INDIA – L’invasione Ariana, un falso storico
di Enrico Baccarini© – La redazione dei Veda, fino a poco più di un decennio fa, era attribuita alla cultura degli ‘Ari‘, mentre la loro compilazione veniva arbitrariamente fissata al 1200 a.C. La teoria dell’invasione ariana nacque agli inizi del XIX secolo quando numerosi studiosi occidentali iniziarono a rilevare come il sanscrito classico e i suoi parenti moderni nell’India settentrionale quali hindi, bengali, punjabi, gujerati e sindhi, possedessero affinità molto strette con le antiche lingue europee quali latino, greco, inglese, norvegese e tedesco. La domanda naturale fu come si fosse potuta verificare la diffusione di quella che divenne nota come la famiglia linguistica ‘indoeuropea’.
Iniziò così a prendere forma una teoria piuttosto prevedibile, grazie soprattutto all’opera del tedesco Max Muller, basata sulla logica ma non necessariamente attinente ai fatti per come si erano realmente svolti.
L’ipotesi originale era stata formulata però dall’abate Dubuois[1], un sacerdote evangelista francese degli inizi del XIX secolo che aveva vissuto per lunghi anni in India. Nel suo testo Hindu Manners, Customs and Ceremonies propose l’ipotesi della migrazione di un popolo proveniente dall’Asia centrale verso il subcontinente indiano in ragione di convergenze linguistiche identificate durante la sua permanenza in questi stessi luoghi.
La sua tesi venne ripresa da Max Muller che la ampliò trasformandola nella ben nota teoria “dell’invasione ariana”.
Venne così creata a tavolino una razza madre denominata Ariana ed identificata come la popolazione che avrebbe dato origine alle diverse lingue della famiglia indoeuropea.
Secondo la versione ufficiale, accettata fino a pochi decenni fa, questo popolo sarebbe emigrato dalle terre del Caucaso, per invadere il subcontinente indiano, verso il 1500 a.C.
Se un’ipotesi può nascere genuinamente da convergenze di elementi affini e coincidenti, in questo caso i fattori che rafforzarono e accreditarono tali congetture si originarono anche e in funzione di specifiche dottrine culturali e sociali presenti nel ‘mondo occidentale’ di quel preciso periodo storico, ideologie che tendevano a legittimare e decretare una supposta superiorità intellettuale e morale della cultura europea.

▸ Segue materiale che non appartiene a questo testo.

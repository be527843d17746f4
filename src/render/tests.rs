//! Tests for rendering.

use super::*;
use crate::parser::parse;
use crate::test_support::TemplateDir;
use serde_json::{Value, json};

fn render_str(src: &str, ctx: Value) -> Result<String, RenderError> {
    let template = parse(src).unwrap();
    let ctx = Context::from_json(ctx).unwrap();
    render(&template.ast, &ctx, Path::new("."))
}

fn ok(src: &str, ctx: Value) -> String {
    render_str(src, ctx).unwrap()
}

// ============================================================================
// Text and interpolation
// ============================================================================

#[test]
fn test_plain_text() {
    assert_eq!(ok("<<Hello, world!>>", json!({})), "Hello, world!\n");
}

#[test]
fn test_variables_are_substituted() {
    let out = ok(
        "<<${greeting}, ${name}! Your age is ${age}.>>",
        json!({"greeting": "Hi", "name": "Bob", "age": 25}),
    );
    assert_eq!(out, "Hi, Bob! Your age is 25.\n");
}

#[test]
fn test_dotted_and_indexed_paths() {
    let ctx = json!({"user": {"profile": {"name": "Dana"}}, "items": ["x", "y"]});
    assert_eq!(ok("<<${user.profile.name} ${items.1}>>", ctx), "Dana y\n");
}

#[test]
fn test_missing_variable_renders_empty() {
    assert_eq!(ok("<<Hello, ${name}!>>", json!({})), "Hello, !\n");
}

#[test]
fn test_strict_mode_rejects_missing_variable() {
    let template = parse("<<Hello, ${name}!>>").unwrap();
    let renderer = Renderer::new(RenderOptions {
        strict_variables: true,
        ..RenderOptions::default()
    });
    let err = renderer
        .render(&template.ast, &Context::new(), Path::new("."))
        .unwrap_err();
    assert_eq!(err, RenderError::Eval(EvalError::Absent("name".into())));

    // Explicit null is a value, not an absence.
    let ctx = Context::from_json(json!({"name": null})).unwrap();
    assert_eq!(
        renderer.render(&template.ast, &ctx, Path::new(".")).unwrap(),
        "Hello, !\n"
    );
}

#[test]
fn test_value_stringification() {
    let ctx = json!({"t": true, "n": null, "f": 19.99, "l": [1, "a"], "m": {"k": "v"}});
    assert_eq!(
        ok("<<${t}|${n}|${f}|${l}|${m}>>", ctx),
        "true||19.99|[1,\"a\"]|{\"k\":\"v\"}\n"
    );
}

// ============================================================================
// Conditionals
// ============================================================================

#[test]
fn test_inline_if_else() {
    let src = "if subscribed: <<Thanks, ${name}!>> else: <<Please subscribe.>>";
    assert_eq!(ok(src, json!({"subscribed": true, "name": "Dana"})), "Thanks, Dana!");
    assert_eq!(ok(src, json!({"subscribed": false})), "Please subscribe.");
}

#[test]
fn test_if_else_blocks() {
    let src = "if logged_in:\n    <<Welcome back!>>\nelse:\n    <<Please log in.>>";
    assert_eq!(ok(src, json!({"logged_in": false})), "Please log in.\n");
    assert_eq!(ok(src, json!({"logged_in": true})), "Welcome back!\n");
}

#[test]
fn test_elif_chain_stops_at_first_truthy() {
    let src = "if a:\n    <<first>>\nelif b:\n    <<second>>\nelif c:\n    <<third>>\nelse:\n    <<fourth>>";
    let out = ok(src, json!({"a": false, "b": true, "c": true}));
    assert_eq!(out, "second\n");
}

#[test]
fn test_first_truthy_branch_short_circuits_errors() {
    // The second condition would be an ordering error if evaluated.
    let src = "if ok:\n    <<fine>>\nelif name > 3:\n    <<never>>";
    assert_eq!(ok(src, json!({"ok": true, "name": "x"})), "fine\n");

    let err = render_str(src, json!({"ok": false, "name": "x"})).unwrap_err();
    assert!(matches!(err, RenderError::Eval(EvalError::TypeMismatch { .. })));
}

#[test]
fn test_comparisons_in_conditions() {
    let src = "if count >= 10: <<many>> else: <<few>>";
    assert_eq!(ok(src, json!({"count": 10})), "many");
    assert_eq!(ok(src, json!({"count": 9.5})), "few");

    let src = "if status != \"active\": <<inactive>>";
    assert_eq!(ok(src, json!({"status": "pending"})), "inactive");
    assert_eq!(ok(src, json!({"status": "active"})), "");

    let src = "if user.role == other.role: <<same>>";
    assert_eq!(
        ok(src, json!({"user": {"role": "admin"}, "other": {"role": "admin"}})),
        "same"
    );
}

#[test]
fn test_nested_conditionals() {
    let src = "if outer:\n    <<Outer>>\n    if inner:\n        <<Inner>>";
    assert_eq!(ok(src, json!({"outer": true, "inner": true})), "Outer\nInner\n");
    assert_eq!(ok(src, json!({"outer": true, "inner": false})), "Outer\n");
    assert_eq!(ok(src, json!({"outer": false, "inner": true})), "");
}

// ============================================================================
// Loops
// ============================================================================

#[test]
fn test_for_loop() {
    let src = "for item in items:\n    <<- ${item}>>";
    assert_eq!(ok(src, json!({"items": ["a", "b", "c"]})), "- a\n- b\n- c\n");
}

#[test]
fn test_nested_loops_are_outer_major() {
    let src = "for item in items: for n in subs: <<${item}-${n}>>";
    let out = ok(src, json!({"items": ["a", "b"], "subs": [1, 2]}));
    assert_eq!(out, "a-1a-2b-1b-2");
}

#[test]
fn test_range_loop() {
    assert_eq!(ok("for i in range(0, 10, 2): <<${i} >>", json!({})), "0 2 4 6 8 ");
    assert_eq!(ok("for i in range(5, 0): <<${i}>>", json!({})), "");
    assert_eq!(ok("for i in range(3, 0, -1): <<${i}>>", json!({})), "321");
}

#[test]
fn test_zero_step_range_fails() {
    let err = render_str("for i in range(x, y, 0): <<${i}>>", json!({"x": 1, "y": 5})).unwrap_err();
    assert_eq!(err, RenderError::Eval(EvalError::ZeroStep));
}

#[test]
fn test_loop_variable_shadows_and_does_not_leak() {
    let src = "for name in names: <<${name},>>\n<<after: ${name}>>";
    let out = ok(src, json!({"names": ["x", "y"], "name": "outer"}));
    assert_eq!(out, "x,y,after: outer\n");
}

#[test]
fn test_loop_over_mapping_keys() {
    let src = "for key in config: <<${key};>>";
    assert_eq!(ok(src, json!({"config": {"b": 1, "a": 2}})), "b;a;");
}

#[test]
fn test_loop_over_missing_value_is_empty() {
    assert_eq!(ok("for x in nothing: <<${x}>>", json!({})), "");
}

#[test]
fn test_failure_returns_no_partial_output() {
    let src = "<<start>>\nfor x in flag: <<${x}>>";
    let err = render_str(src, json!({"flag": true})).unwrap_err();
    assert_eq!(err, RenderError::Eval(EvalError::NotIterable("boolean")));
}

#[test]
fn test_rendering_is_deterministic() {
    let src = "for k in m: <<${k}=${m}>>\n<<${l}>>";
    let ctx = json!({"m": {"z": 1, "a": [1, 2]}, "l": [{"x": null}]});
    let first = ok(src, ctx.clone());
    for _ in 0..5 {
        assert_eq!(ok(src, ctx.clone()), first);
    }
}

#[test]
fn test_script_directives_are_skipped() {
    let src = "@state x = 1\n@effect run\n<<text>>";
    assert_eq!(ok(src, json!({})), "text\n");
}

// ============================================================================
// Includes
// ============================================================================

#[test]
fn test_include_with_parameters() {
    let dir = TemplateDir::new();
    dir.write("greeting.mg", "<<Hello, ${who}!>>");
    let template = parse(r#"[[ greeting who="World" ]]"#).unwrap();

    let out = render(&template.ast, &Context::new(), dir.path()).unwrap();
    assert_eq!(out, "Hello, World!\n");
}

#[test]
fn test_include_sees_caller_scope_without_writing_to_it() {
    let dir = TemplateDir::new();
    dir.write("item.mg", "<<${prefix}${item}>>");
    let template = parse("for item in items:\n    [[ item prefix=\"* \" ]]\n<<${prefix}>>").unwrap();
    let ctx = Context::from_json(json!({"items": ["a", "b"]})).unwrap();

    let out = render(&template.ast, &ctx, dir.path()).unwrap();
    assert_eq!(out, "* a\n* b\n\n");
}

#[test]
fn test_nested_include_resolves_relative_to_including_file() {
    let dir = TemplateDir::new();
    dir.write("main.mg", "[[ parts/section ]]");
    dir.write("parts/section.mg", "<<section:>>\n[[ footer ]]");
    dir.write("parts/footer.mg", "<<footer>>");
    // A footer beside main.mg must not be picked up.
    dir.write("footer.mg", "<<wrong footer>>");

    let out = Renderer::default()
        .render_file(&dir.path().join("main.mg"), &Context::new())
        .unwrap();
    assert_eq!(out, "section:\nfooter\n");
}

#[test]
fn test_missing_include() {
    let dir = TemplateDir::new();
    let template = parse("<<before>>\n[[ missing ]]").unwrap();
    let err = render(&template.ast, &Context::new(), dir.path()).unwrap_err();
    assert!(matches!(err, RenderError::IncludeNotFound { .. }));
}

#[test]
fn test_self_include_is_a_cycle() {
    let dir = TemplateDir::new();
    let a = dir.write("a.mg", "<<a>>\n[[ a ]]");

    let err = Renderer::default().render_file(&a, &Context::new()).unwrap_err();
    assert_eq!(err, RenderError::IncludeCycle { chain: vec![a.clone(), a] });
}

#[test]
fn test_mutual_include_is_a_cycle() {
    let dir = TemplateDir::new();
    let a = dir.write("a.mg", "[[ b ]]");
    let b = dir.write("b.mg", "[[ a ]]");

    let err = Renderer::default().render_file(&a, &Context::new()).unwrap_err();
    assert_eq!(
        err,
        RenderError::IncludeCycle {
            chain: vec![a.clone(), b, a]
        }
    );
    assert!(err.to_string().contains("a.mg -> "));
}

#[test]
fn test_diamond_include_parses_shared_file_once() {
    let dir = TemplateDir::new();
    let a = dir.write("a.mg", "[[ b ]]\n[[ c ]]");
    dir.write("b.mg", "<<b>>\n[[ d ]]");
    dir.write("c.mg", "<<c>>\n[[ d ]]");
    dir.write("d.mg", "<<d>>");

    let renderer = Renderer::default();
    let out = renderer.render_file(&a, &Context::new()).unwrap();
    assert_eq!(out, "b\nd\nc\nd\n");
    // a, b, c and d each parsed exactly once.
    assert_eq!(renderer.cache().parse_count(), 4);

    renderer.render_file(&a, &Context::new()).unwrap();
    assert_eq!(renderer.cache().parse_count(), 4);
}

#[test]
fn test_shared_cache_across_renderers() {
    let dir = TemplateDir::new();
    let page = dir.write("page.mg", "[[ d ]]");
    dir.write("d.mg", "<<d>>");

    let cache = Arc::new(TemplateCache::new());
    let first = Renderer::with_cache(Arc::clone(&cache), RenderOptions::default());
    let second = Renderer::with_cache(Arc::clone(&cache), RenderOptions::default());
    first.render_file(&page, &Context::new()).unwrap();
    second.render_file(&page, &Context::new()).unwrap();
    assert_eq!(cache.parse_count(), 2);
}

#[test]
fn test_dynamic_include() {
    let dir = TemplateDir::new();
    dir.write("layouts/wide.mg", "<<wide layout>>");
    let template = parse("[[ ${layout} ]]").unwrap();
    let ctx = Context::from_json(json!({"layout": "layouts/wide"})).unwrap();

    let out = render(&template.ast, &ctx, dir.path()).unwrap();
    assert_eq!(out, "wide layout\n");
}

La razza Ariana divenne così una ‘evidenza’ inevitabile e scontata per la maggior parte degli studiosi del diciannovesimo secolo, quindi dell’epoca successiva.
La scoperta della famiglia linguistica indoeuropea costituì la prova tangibile di un retaggio ancora più antico, la conferma di una supremazia europea che solo gli archeologi avrebbero potuto portare alla luce.
Gli Arii, o indoeuropei, si trasformarono quindi nella civiltà che dal mito delle leggende acquisì gli onori della storia; uomini che erano stati in grado di conquistare vasti territori, dal golfo del Bengala alle estreme isole scandinave al Regno Unito, non potevano essere stati altro che gli antenati legittimi degli Europei!
È su questo sfondo ideologico di ineguagliata eccellenza, connesso con un travisamento dei riferimenti al popolo degli Arii presenti nel RigVeda, che la dottrina dell’invasione ariana dell’India nacque e acquisì un credito universale quale avvenimento occorso in un preciso momento della storia e come movimento di massa di popoli da una ‘patria’ europea all’India.
La versione originale di tale scenario, rimasta ampiamente accettata fino a tutto il XX secolo, si spingeva ben oltre. Si sostenne che l’India, in precedenza abitata esclusivamente da tribù dravidiche e indigene dalla pelle scura, sarebbe stata invasa dal nord-ovest verso il II millennio a.C. attraverso i passi dell’Afghanistan e le terre pakistane da una razza europea dalla pelle chiara e con gli occhi azzurri.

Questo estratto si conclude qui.